La ilusión de seguridad, el mito del éxito. El eterno bregar contra las circunstancias o sobre ellas al ritmo del azar; esa figura caótica que a veces, absortos en un amor pasajero, confundimos con el destino.
Frente a tanta aleatoriedad existencial, y dado lo que nos ha sido dado (por mucho o poco que sea), resulta irrelevante lo que se tiene: el peso está en lo que se es.
¿Seremos más o seremos menos? ¿Qué es eso que decidimos ser?
Una mano que toma el codo, una cruz que se postra en la espalda ajena, una voz que no suma pero divide, una colección de poses, un elogio al ego, un termómetro del qué dirán. ¿Qué será lo que dicen? ¿Qué importancia tiene?
Nos encogemos de hombros, nos lavamos las manos, acallamos la conciencia.

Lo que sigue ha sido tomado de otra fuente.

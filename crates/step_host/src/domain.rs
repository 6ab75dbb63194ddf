mod command_step;
mod remote_step;
mod step;
mod step_host;
mod step_invoker;

pub use command_step::*;
pub use remote_step::*;
pub use step::*;
pub use step_host::*;
pub use step_invoker::*;
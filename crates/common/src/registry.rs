mod http_device_registry;

pub use http_device_registry::*;
use crate::domain::DeviceRegistry;
use anyhow::{Context, Result};
use async_trait::async_trait;
use serde::Deserialize;
use serde_json::{Map, Value};
use std::time::Duration;
use tracing::{debug, instrument};

#[derive(Debug, Deserialize)]
struct DeviceListResponse {
    #[serde(default)]
    data: Vec<Value>,
}

/// Device registry reached over HTTP.
///
/// Queries `GET <endpoint>?properties=<json>` with the tenant's bearer token
/// and reads the matching devices from the `data` array of the reply.
#[derive(Clone)]
pub struct HttpDeviceRegistry {
    client: reqwest::Client,
    endpoint: String,
}

impl HttpDeviceRegistry {
    pub fn new(endpoint: impl Into<String>, timeout: Duration) -> Result<Self> {
        let client = reqwest::Client::builder()
            .timeout(timeout)
            .build()
            .context("failed to build device registry http client")?;

        Ok(Self {
            client,
            endpoint: endpoint.into(),
        })
    }
}

#[async_trait]
impl DeviceRegistry for HttpDeviceRegistry {
    #[instrument(skip(self, access_token), fields(endpoint = %self.endpoint))]
    async fn find_devices(
        &self,
        access_token: &str,
        properties: &Map<String, Value>,
    ) -> Result<Vec<Value>> {
        let filter = serde_json::to_string(properties)?;

        let response = self
            .client
            .get(&self.endpoint)
            .query(&[("properties", filter.as_str())])
            .bearer_auth(access_token)
            .send()
            .await
            .context("device registry request failed")?
            .error_for_status()
            .context("device registry returned an error status")?;

        let body: DeviceListResponse = response
            .json()
            .await
            .context("device registry returned an unreadable body")?;

        debug!(matches = body.data.len(), "device registry lookup complete");
        Ok(body.data)
    }
}

#[cfg(test)]
mod tests {
    use super::*;
    use axum::extract::Query;
    use axum::http::{HeaderMap, StatusCode};
    use axum::routing::get;
    use axum::{Json, Router};
    use serde_json::json;
    use std::collections::HashMap;

    async fn serve(router: Router) -> String {
        let listener = tokio::net::TcpListener::bind("127.0.0.1:0").await.unwrap();
        let addr = listener.local_addr().unwrap();
        tokio::spawn(async move {
            axum::serve(listener, router).await.unwrap();
        });
        format!("http://{addr}/api/devices")
    }

    fn filter() -> Map<String, Value> {
        let mut properties = Map::new();
        properties.insert("dev_eui".to_string(), json!("0004a30b001c1234"));
        properties
    }

    #[tokio::test]
    async fn test_find_devices_sends_filter_and_token() {
        let router = Router::new().route(
            "/api/devices",
            get(
                |headers: HeaderMap, Query(query): Query<HashMap<String, String>>| async move {
                    let auth = headers
                        .get("authorization")
                        .and_then(|v| v.to_str().ok())
                        .unwrap_or_default()
                        .to_string();
                    let properties: Value =
                        serde_json::from_str(query.get("properties").unwrap()).unwrap();

                    if auth != "Bearer secret" || properties["dev_eui"] != "0004a30b001c1234" {
                        return Err(StatusCode::UNAUTHORIZED);
                    }
                    Ok(Json(json!({"data": [{"id": 3, "code": "mfm-3"}]})))
                },
            ),
        );
        let endpoint = serve(router).await;

        let registry = HttpDeviceRegistry::new(endpoint, Duration::from_secs(5)).unwrap();
        let devices = registry.find_devices("secret", &filter()).await.unwrap();

        assert_eq!(devices, vec![json!({"id": 3, "code": "mfm-3"})]);
    }

    #[tokio::test]
    async fn test_find_devices_missing_data_is_empty() {
        let router = Router::new().route("/api/devices", get(|| async { Json(json!({})) }));
        let endpoint = serve(router).await;

        let registry = HttpDeviceRegistry::new(endpoint, Duration::from_secs(5)).unwrap();
        let devices = registry.find_devices("secret", &filter()).await.unwrap();

        assert!(devices.is_empty());
    }

    #[tokio::test]
    async fn test_find_devices_error_status() {
        let router = Router::new().route(
            "/api/devices",
            get(|| async { StatusCode::INTERNAL_SERVER_ERROR }),
        );
        let endpoint = serve(router).await;

        let registry = HttpDeviceRegistry::new(endpoint, Duration::from_secs(5)).unwrap();
        let err = registry.find_devices("secret", &filter()).await.unwrap_err();

        assert!(err.to_string().contains("error status"));
    }
}
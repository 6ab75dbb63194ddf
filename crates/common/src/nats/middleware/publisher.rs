use std::future::Future;
use std::pin::Pin;
use std::sync::Arc;
use std::task::{Context, Poll};

use super::publish_types::{PublishRequest, PublishResponse};
use super::{NatsLoggingLayer, NatsPublishTracingLayer, NatsTracingConfig};
use crate::nats::JetStreamPublisher;
use anyhow::Result;
use tower::util::BoxCloneService;
use tower::{Service, ServiceBuilder};

/// Publish service with whatever middleware the builder was asked for.
pub type NatsPublisher = BoxCloneService<PublishRequest, PublishResponse, anyhow::Error>;

/// Innermost service: hands the request to JetStream and waits for the ack.
#[derive(Clone)]
pub struct NatsPublishService {
    publisher: Arc<dyn JetStreamPublisher>,
}

impl NatsPublishService {
    pub fn new(publisher: Arc<dyn JetStreamPublisher>) -> Self {
        Self { publisher }
    }
}

impl Service<PublishRequest> for NatsPublishService {
    type Response = PublishResponse;
    type Error = anyhow::Error;
    type Future = Pin<Box<dyn Future<Output = Result<Self::Response, Self::Error>> + Send>>;

    fn poll_ready(&mut self, _cx: &mut Context<'_>) -> Poll<Result<(), Self::Error>> {
        Poll::Ready(Ok(()))
    }

    fn call(&mut self, req: PublishRequest) -> Self::Future {
        let publisher = Arc::clone(&self.publisher);
        let subject = req.subject.clone();

        Box::pin(async move {
            publisher
                .publish_with_headers(subject.clone(), req.headers, req.payload)
                .await?;
            Ok(PublishResponse { subject })
        })
    }
}

pub struct NatsPublisherBuilder {
    publisher: Arc<dyn JetStreamPublisher>,
    tracing_config: Option<NatsTracingConfig>,
    with_logging: bool,
}

impl NatsPublisherBuilder {
    pub fn new(publisher: Arc<dyn JetStreamPublisher>) -> Self {
        Self {
            publisher,
            tracing_config: None,
            with_logging: false,
        }
    }

    pub fn with_tracing(mut self, config: NatsTracingConfig) -> Self {
        self.tracing_config = Some(config);
        self
    }

    pub fn with_logging(mut self) -> Self {
        self.with_logging = true;
        self
    }

    /// Layer order, outermost first: tracing, logging, publish
    pub fn build(self) -> NatsPublisher {
        let logging_layer = self.with_logging.then(NatsLoggingLayer::new);
        let tracing_layer = self.tracing_config.map(NatsPublishTracingLayer::new);

        let svc = ServiceBuilder::new()
            .option_layer(tracing_layer)
            .option_layer(logging_layer)
            .service(NatsPublishService::new(self.publisher));

        BoxCloneService::new(svc)
    }
}
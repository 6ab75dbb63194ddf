use crate::domain::{null_as_default, Message};
use chrono::{DateTime, Utc};
use serde::{Deserialize, Deserializer, Serialize};
use serde_json::{Map, Value};

/// A single observed value produced by a pipeline step.
#[derive(Debug, Clone, PartialEq, Serialize, Deserialize)]
pub struct Measurement {
    /// Observation time in milliseconds since the epoch
    pub timestamp: i64,
    #[serde(rename = "sensor_external_id", default)]
    pub sensor_id: String,
    /// Non-finite values are written as `null` and read back as NaN
    #[serde(deserialize_with = "null_as_nan")]
    pub value: f64,
    #[serde(default)]
    pub observed_property: String,
    #[serde(rename = "unit_of_measurement", default)]
    pub unit: String,
    #[serde(default)]
    pub latitude: Option<f64>,
    #[serde(default)]
    pub longitude: Option<f64>,
    #[serde(default)]
    pub altitude: Option<f64>,
    #[serde(default, deserialize_with = "null_as_default")]
    pub properties: Map<String, Value>,
}

fn null_as_nan<'de, D: Deserializer<'de>>(deserializer: D) -> Result<f64, D::Error> {
    Ok(Option::<f64>::deserialize(deserializer)?.unwrap_or(f64::NAN))
}

/// Accumulates a measurement and appends it to the owning message on `add()`.
///
/// The measurement is only visible on the message once `add()` is called.
#[must_use = "a measurement is only recorded once `add()` is called"]
pub struct MeasurementBuilder<'a> {
    message: &'a mut Message,
    measurement: Measurement,
}

impl<'a> MeasurementBuilder<'a> {
    pub(crate) fn new(message: &'a mut Message) -> Self {
        let measurement = Measurement {
            timestamp: message.timestamp,
            sensor_id: String::new(),
            value: 0.0,
            observed_property: String::new(),
            unit: String::new(),
            latitude: None,
            longitude: None,
            altitude: None,
            properties: Map::new(),
        };
        Self {
            message,
            measurement,
        }
    }

    pub fn set_timestamp(mut self, timestamp_ms: i64) -> Self {
        self.measurement.timestamp = timestamp_ms;
        self
    }

    /// Set the timestamp from a calendar instant, at whole-second precision.
    pub fn set_time(mut self, time: DateTime<Utc>) -> Self {
        self.measurement.timestamp = time.timestamp() * 1000;
        self
    }

    pub fn set_sensor(mut self, sensor_id: impl Into<String>) -> Self {
        self.measurement.sensor_id = sensor_id.into();
        self
    }

    pub fn set_value(
        mut self,
        value: f64,
        observed_property: impl Into<String>,
        unit: impl Into<String>,
    ) -> Self {
        self.measurement.value = value;
        self.measurement.observed_property = observed_property.into();
        self.measurement.unit = unit.into();
        self
    }

    pub fn set_metadata(mut self, properties: Map<String, Value>) -> Self {
        self.measurement.properties = properties;
        self
    }

    pub fn set_location(mut self, latitude: f64, longitude: f64, altitude: f64) -> Self {
        self.measurement.latitude = Some(latitude);
        self.measurement.longitude = Some(longitude);
        self.measurement.altitude = Some(altitude);
        self
    }

    pub fn add(self) {
        self.message.measurements.push(self.measurement);
    }
}
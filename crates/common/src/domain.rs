mod device_registry;
mod measurement;
mod message;
mod pipeline_error;
mod result;
mod wire;

pub use device_registry::*;
pub use measurement::*;
pub use message::*;
pub use pipeline_error::*;
pub use result::*;
pub use wire::*;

Rotamos alrededor de nuestro propio eje. Ceguera mental, prisión emocional; dedos que señalan con más facilidad de la que debieran, y siempre al prójimo, como si de un acto reflejo de supervivencia se tratara. Distraer los fantasmas, alimentarlos. Comerse cualquier bronca... menos la propia.
Mientras tanto, la viga en nuestra mirada dibuja la circunferencia del iris: podría robarle su color y aun así no nos daríamos cuenta de cuánto cargamos dentro. Pero esa procesión interna, por muda que sea a nuestros oídos, arde multicolor en cada uno de nuestros actos. Nos expone de cuerpo y alma, nos retrata para la foto.
Lo que nos frustra, lo que nos reprime, lo que nos resiente, lo que le cobramos a la vida... como si la vida nos debiera algo.
¿Hasta cuándo?
Para perdonar a los demás hay que empezar por perdonarse a uno mismo. Ver hacia adentro, enfrentar los demonios, negociar la paz. Y entonces sí, volver a comenzar.